Date: Wed, 24 Jul 1996 11:33:27 -0400

From: Ron Butters RonButters[AT SYMBOL GOES HERE]AOL.COM

Subject: Re: WAFT and the Principle of Linguistic Entropy


Yes, but doesn't this [i.e., the fact that dictionary makers list two

pronunciations] just beg the question (in the original meaning of

that phrase)? The lexicographers who put the two pronunciations in the

dictionary got them from SOMEWHERE. And where they got them, ultimately,

as you point out, was from informants. Even if some of these informants

were influenced by a dictionary entry, at some point we still get back to

such things as, yes, perhaps psycholinguistic and geosocial factors, but

certainly to plain old phonology and regional variation.

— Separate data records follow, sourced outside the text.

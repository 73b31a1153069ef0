use chrono::{NaiveDate, NaiveDateTime};
use pocketplan_core::db::open_db_in_memory;
use pocketplan_core::repo::category_repo::{CategoryRepository, SqliteCategoryRepository};
use pocketplan_core::repo::expense_repo::{
    ExpenseListQuery, ExpenseRepository, SqliteExpenseRepository,
};
use pocketplan_core::repo::project_repo::{
    ProjectListQuery, ProjectRepository, SqliteProjectRepository,
};
use pocketplan_core::repo::settings_repo::{SettingsRepository, SqliteSettingsRepository};
use pocketplan_core::repo::task_repo::{SqliteTaskRepository, TaskListQuery, TaskRepository};
use pocketplan_core::repo::SortDirection;
use pocketplan_core::{
    CategoryPatch, ExpensePatch, ModelValidationError, NewCategory, NewExpense,
    NewProject, NewSettings, NewTask, Priority, ProjectScope, ProjectStatus, RepoError, Settings,
    SettingsPatch, Table, TaskPatch,
};

fn at(year: i32, month: u32, day: u32, hour: u32) -> NaiveDateTime {
    NaiveDate::from_ymd_opt(year, month, day)
        .unwrap()
        .and_hms_opt(hour, 0, 0)
        .unwrap()
}

fn category(name: &str, percentage: f64) -> NewCategory {
    NewCategory {
        name: name.to_string(),
        icon: "🍔".to_string(),
        color: "#84cc16".to_string(),
        allocated: 0.0,
        percentage,
    }
}

fn expense(category_id: i64, amount: f64, date: NaiveDateTime) -> NewExpense {
    NewExpense {
        category_id,
        amount,
        note: String::new(),
        date,
    }
}

fn project(name: &str) -> NewProject {
    NewProject {
        name: name.to_string(),
        description: String::new(),
        color: "#60a5fa".to_string(),
        priority: Priority::Medium,
        status: ProjectStatus::Active,
    }
}

#[test]
fn add_stamps_created_and_updated_at() {
    let conn = open_db_in_memory().unwrap();
    let repo = SqliteCategoryRepository::new(&conn);

    let id = repo.add(&category("Food", 30.0), 1_000).unwrap();

    let loaded = repo.get(id).unwrap().unwrap();
    assert_eq!(loaded.name, "Food");
    assert_eq!(loaded.created_at, 1_000);
    assert_eq!(loaded.updated_at, 1_000);
}

#[test]
fn update_merges_fields_and_bumps_updated_at() {
    let conn = open_db_in_memory().unwrap();
    let repo = SqliteCategoryRepository::new(&conn);
    let id = repo.add(&category("Food", 30.0), 1_000).unwrap();

    let patch = CategoryPatch {
        name: Some("Groceries".to_string()),
        ..CategoryPatch::default()
    };
    repo.update(id, &patch, 2_000).unwrap();

    let loaded = repo.get(id).unwrap().unwrap();
    assert_eq!(loaded.name, "Groceries");
    assert_eq!(loaded.percentage, 30.0);
    assert_eq!(loaded.created_at, 1_000);
    assert_eq!(loaded.updated_at, 2_000);
}

#[test]
fn update_of_missing_id_is_not_found() {
    let conn = open_db_in_memory().unwrap();
    let repo = SqliteExpenseRepository::new(&conn);

    let err = repo
        .update(42, &ExpensePatch::default(), 1_000)
        .unwrap_err();
    assert!(err.is_not_found());
    assert!(matches!(
        err,
        RepoError::NotFound {
            table: Table::Expenses,
            id: 42
        }
    ));
}

#[test]
fn delete_is_idempotent() {
    let conn = open_db_in_memory().unwrap();
    let repo = SqliteProjectRepository::new(&conn);
    let id = repo.add(&project("Home"), 1_000).unwrap();

    assert!(repo.delete(id).unwrap());
    assert!(!repo.delete(id).unwrap());
    assert!(repo.get(id).unwrap().is_none());
}

#[test]
fn ids_are_monotonic_and_never_reused() {
    let conn = open_db_in_memory().unwrap();
    let repo = SqliteCategoryRepository::new(&conn);

    let first = repo.add(&category("A", 10.0), 1).unwrap();
    let second = repo.add(&category("B", 10.0), 1).unwrap();
    repo.delete(second).unwrap();
    let third = repo.add(&category("C", 10.0), 1).unwrap();

    assert!(first < second);
    assert!(second < third);
}

#[test]
fn validation_rejects_blank_names_and_bad_colors() {
    let conn = open_db_in_memory().unwrap();
    let repo = SqliteCategoryRepository::new(&conn);

    let err = repo.add(&category("   ", 10.0), 1).unwrap_err();
    assert!(matches!(
        err,
        RepoError::Validation(ModelValidationError::BlankField("name"))
    ));

    let mut css_color = category("Dates", 10.0);
    css_color.color = "#fff".to_string();
    assert!(repo.add(&css_color, 1).is_ok());

    let mut bad_color = category("Food", 10.0);
    bad_color.color = "#12".to_string();
    let err = repo.add(&bad_color, 1).unwrap_err();
    assert!(matches!(
        err,
        RepoError::Validation(ModelValidationError::InvalidColor(_))
    ));
}

#[test]
fn settings_reject_month_start_day_out_of_range() {
    let conn = open_db_in_memory().unwrap();
    let repo = SqliteSettingsRepository::new(&conn);

    let settings = NewSettings {
        month_start_day: 32,
        ..Settings::defaults()
    };
    let err = repo.add(&settings, 1).unwrap_err();
    assert!(matches!(
        err,
        RepoError::Validation(ModelValidationError::MonthStartDayOutOfRange(32))
    ));

    let id = repo.add(&Settings::defaults(), 1).unwrap();
    let patch = SettingsPatch {
        month_start_day: Some(0),
        ..SettingsPatch::default()
    };
    assert!(repo.update(id, &patch, 2).is_err());
    assert_eq!(repo.get(id).unwrap().unwrap().month_start_day, 1);
}

#[test]
fn current_settings_is_the_first_row() {
    let conn = open_db_in_memory().unwrap();
    let repo = SqliteSettingsRepository::new(&conn);
    assert!(repo.current().unwrap().is_none());

    let first = repo.add(&Settings::defaults(), 1).unwrap();
    let other = NewSettings {
        total_budget: 1.0,
        ..Settings::defaults()
    };
    repo.add(&other, 2).unwrap();

    assert_eq!(repo.current().unwrap().unwrap().id, first);
    assert_eq!(repo.count().unwrap(), 2);
}

#[test]
fn expense_date_range_is_inclusive_on_both_ends() {
    let conn = open_db_in_memory().unwrap();
    let repo = SqliteExpenseRepository::new(&conn);
    repo.add(&expense(1, 10.0, at(2024, 2, 29, 23)), 1).unwrap();
    let on_start = repo.add(&expense(1, 20.0, at(2024, 3, 1, 0)), 1).unwrap();
    let on_end = repo.add(&expense(1, 30.0, at(2024, 3, 31, 0)), 1).unwrap();
    repo.add(&expense(1, 40.0, at(2024, 3, 31, 1)), 1).unwrap();

    let listed = repo
        .list(&ExpenseListQuery::between(at(2024, 3, 1, 0), at(2024, 3, 31, 0)))
        .unwrap();

    let ids: Vec<i64> = listed.iter().map(|e| e.id).collect();
    assert_eq!(ids, vec![on_start, on_end]);
}

#[test]
fn expenses_filter_by_category_and_sort_by_date() {
    let conn = open_db_in_memory().unwrap();
    let repo = SqliteExpenseRepository::new(&conn);
    let late = repo.add(&expense(7, 10.0, at(2024, 3, 9, 8)), 1).unwrap();
    let early = repo.add(&expense(7, 20.0, at(2024, 3, 2, 8)), 1).unwrap();
    repo.add(&expense(8, 30.0, at(2024, 3, 5, 8)), 1).unwrap();

    let query = ExpenseListQuery {
        category_id: Some(7),
        order: SortDirection::Descending,
        ..ExpenseListQuery::default()
    };
    let ids: Vec<i64> = repo.list(&query).unwrap().iter().map(|e| e.id).collect();
    assert_eq!(ids, vec![late, early]);

    let newest: Vec<i64> = repo
        .list(&ExpenseListQuery::newest_first())
        .unwrap()
        .iter()
        .map(|e| e.id)
        .collect();
    assert_eq!(newest.len(), 3);
    assert_eq!(newest[0], late);
}

#[test]
fn non_finite_amount_is_rejected() {
    let conn = open_db_in_memory().unwrap();
    let repo = SqliteExpenseRepository::new(&conn);

    let err = repo
        .add(&expense(1, f64::NAN, at(2024, 3, 1, 0)), 1)
        .unwrap_err();
    assert!(matches!(
        err,
        RepoError::Validation(ModelValidationError::NonFiniteNumber("amount"))
    ));
}

#[test]
fn dangling_category_reference_is_stored() {
    let conn = open_db_in_memory().unwrap();
    let repo = SqliteExpenseRepository::new(&conn);

    let id = repo.add(&expense(999, 5.0, at(2024, 3, 1, 0)), 1).unwrap();
    assert_eq!(repo.get(id).unwrap().unwrap().category_id, 999);
}

#[test]
fn projects_list_newest_first_and_filter_by_status() {
    let conn = open_db_in_memory().unwrap();
    let repo = SqliteProjectRepository::new(&conn);
    let older = repo.add(&project("Older"), 1_000).unwrap();
    let newer = repo.add(&project("Newer"), 2_000).unwrap();
    let mut archived = project("Archived");
    archived.status = ProjectStatus::Archived;
    let archived_id = repo.add(&archived, 3_000).unwrap();

    let all: Vec<i64> = repo
        .list(&ProjectListQuery::default())
        .unwrap()
        .iter()
        .map(|p| p.id)
        .collect();
    assert_eq!(all, vec![archived_id, newer, older]);

    let active = repo
        .list(&ProjectListQuery {
            status: Some(ProjectStatus::Active),
        })
        .unwrap();
    assert_eq!(active.len(), 2);
}

#[test]
fn tasks_filter_by_scope_completion_and_due_range() {
    let conn = open_db_in_memory().unwrap();
    let repo = SqliteTaskRepository::new(&conn);

    let mut in_project = NewTask::titled("plan trip");
    in_project.project_id = Some(3);
    in_project.due_date = Some(at(2024, 3, 10, 9));
    let planned = repo.add(&in_project, 1, 1).unwrap();

    let mut done = NewTask::titled("pay rent");
    done.completed = true;
    done.due_date = Some(at(2024, 3, 1, 9));
    let paid = repo.add(&done, 0, 1).unwrap();

    let loose = repo.add(&NewTask::titled("read"), 2, 1).unwrap();

    let in_scope: Vec<i64> = repo
        .list(&TaskListQuery::for_project(3))
        .unwrap()
        .iter()
        .map(|t| t.id)
        .collect();
    assert_eq!(in_scope, vec![planned]);

    let unassigned: Vec<i64> = repo
        .list(&TaskListQuery {
            project: ProjectScope::Unassigned,
            ..TaskListQuery::default()
        })
        .unwrap()
        .iter()
        .map(|t| t.id)
        .collect();
    assert_eq!(unassigned, vec![paid, loose]);

    let open = repo
        .list(&TaskListQuery {
            completed: Some(false),
            ..TaskListQuery::default()
        })
        .unwrap();
    assert_eq!(open.len(), 2);

    let due_early_march = repo
        .list(&TaskListQuery {
            due_from: Some(at(2024, 3, 1, 0)),
            due_before: Some(at(2024, 3, 10, 0)),
            ..TaskListQuery::default()
        })
        .unwrap();
    assert_eq!(due_early_march.len(), 1);
    assert_eq!(due_early_march[0].id, paid);
}

#[test]
fn task_nullable_fields_can_be_cleared() {
    let conn = open_db_in_memory().unwrap();
    let repo = SqliteTaskRepository::new(&conn);
    let mut draft = NewTask::titled("call bank");
    draft.project_id = Some(1);
    draft.due_date = Some(at(2024, 3, 5, 10));
    let id = repo.add(&draft, 0, 1).unwrap();

    let patch = TaskPatch {
        project_id: Some(None),
        due_date: Some(None),
        ..TaskPatch::default()
    };
    repo.update(id, &patch, 2).unwrap();

    let loaded = repo.get(id).unwrap().unwrap();
    assert_eq!(loaded.project_id, None);
    assert_eq!(loaded.due_date, None);
    assert_eq!(loaded.title, "call bank");
}

#[test]
fn reorder_assigns_positions_and_skips_missing_ids() {
    let conn = open_db_in_memory().unwrap();
    let repo = SqliteTaskRepository::new(&conn);
    let a = repo.add(&NewTask::titled("a"), 0, 1).unwrap();
    let b = repo.add(&NewTask::titled("b"), 1, 1).unwrap();
    let c = repo.add(&NewTask::titled("c"), 2, 1).unwrap();
    assert_eq!(repo.max_order().unwrap(), Some(2));

    let updated = repo.reorder(&[c, 404, a, b], 5).unwrap();
    assert_eq!(updated, 3);

    let ordered: Vec<(i64, i64)> = repo
        .list(&TaskListQuery::default())
        .unwrap()
        .iter()
        .map(|t| (t.id, t.order))
        .collect();
    assert_eq!(ordered, vec![(c, 0), (a, 2), (b, 3)]);
}

#[test]
fn max_order_of_empty_table_is_none() {
    let conn = open_db_in_memory().unwrap();
    assert_eq!(SqliteTaskRepository::new(&conn).max_order().unwrap(), None);
}

#[test]
fn bulk_task_writes_join_the_callers_transaction() {
    let mut conn = open_db_in_memory().unwrap();
    let (a, b) = {
        let repo = SqliteTaskRepository::new(&conn);
        let mut in_project = NewTask::titled("a");
        in_project.project_id = Some(9);
        (
            repo.add(&in_project, 0, 1).unwrap(),
            repo.add(&NewTask::titled("b"), 1, 1).unwrap(),
        )
    };

    let tx = conn.transaction().unwrap();
    {
        let repo = SqliteTaskRepository::new(&tx);
        assert_eq!(repo.reorder(&[b, a], 2).unwrap(), 2);
        assert_eq!(repo.delete_by_project(9).unwrap(), 1);
    }
    tx.rollback().unwrap();

    let repo = SqliteTaskRepository::new(&conn);
    let ordered: Vec<(i64, i64)> = repo
        .list(&TaskListQuery::default())
        .unwrap()
        .iter()
        .map(|t| (t.id, t.order))
        .collect();
    assert_eq!(ordered, vec![(a, 0), (b, 1)]);
}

Well, no, it doesn't "beg the question" (which I take to mean 'take the

argument for granted without proof; assert the argument as proof of the

argument)'. The argument that I was trying to make is that there are

pronunciational variants that (1) do not correlate with social or

geographical variables and (2) do not necessarily arise for most speakers by

"analogy" in any very interesting sense of the term. E.g., the two

pronunciations of ECONOMICS. Given the normal operation of the English

spelling system, WAFT is either going to rime with FATHER (however one says

it) or RAFT (however one says it)--so much for analogy (which is not to say

that Peter Patrick doesn't have a point in saying that WAFT looks more like

RAFT, etc., than it does like words with the A of FATHER, only that Patrick

is sort of wrong in say;ing that there is no analogical basis for

/wahft/--FATHER is an analogial basis!). Given the relative rareness of the

term, most people will have rarely heard it pronounced, and will not be

likely to have strong opinions about it if they do--so much for important

geosocial factors. Moreover, dictionaries list both pronunciations without

comment or real judgment, and people (in this modern world of today) do look

up pronunciations in dictionaries for unfamiliar words and try to be guided

by them--so dictionaries would further diminish any analogical or geosocial

factors. So, I disagree soewhat with Peter Patrick when hesays that " you'd

have to get /wahft/ elsewhere, eg by direct aural

evidence." You get /wahft/ from FATHER and you get /wahft/ from dictionaries.

If there really IS a geographical distirbution of the two pronunciations,

THAT would be interesting, since such a distribution seems contraary to what

one would predict.

It is also an interesting question just where the dictionary makers come up

with the two pronunciations for odd words. In many cases, I'm afraid, the

source is just other, older dictionaries. Look up THEW in your nearest

dictionary, for example, and you will find only thyoo , never thoo even

though this is a word that almost nobody uses, and even though thy- is a

hghly unusual--unique?--way to begin an English word. Where could a

dictionary maker possibly hear the word pronounced by a native speaker under

natural circumstances, let alone a native speaker who had learned the word

from speech rather than writing? As for /waeft/ versus /wahft/ in

dictionaries, who knows if this isn't just mostly something that dictionaries

have been carrying along for eons with the ultimate historical origin being

(at least in part) the general variation in low vowels in American English

rather than a true doublet --there are, after all, Amercans who pronounce

RAFT in what sounds (to me) more like /rahft/ than /raeft/, but my dictionary

doesn't note that because RAFT ls a comon word, not a poetical one.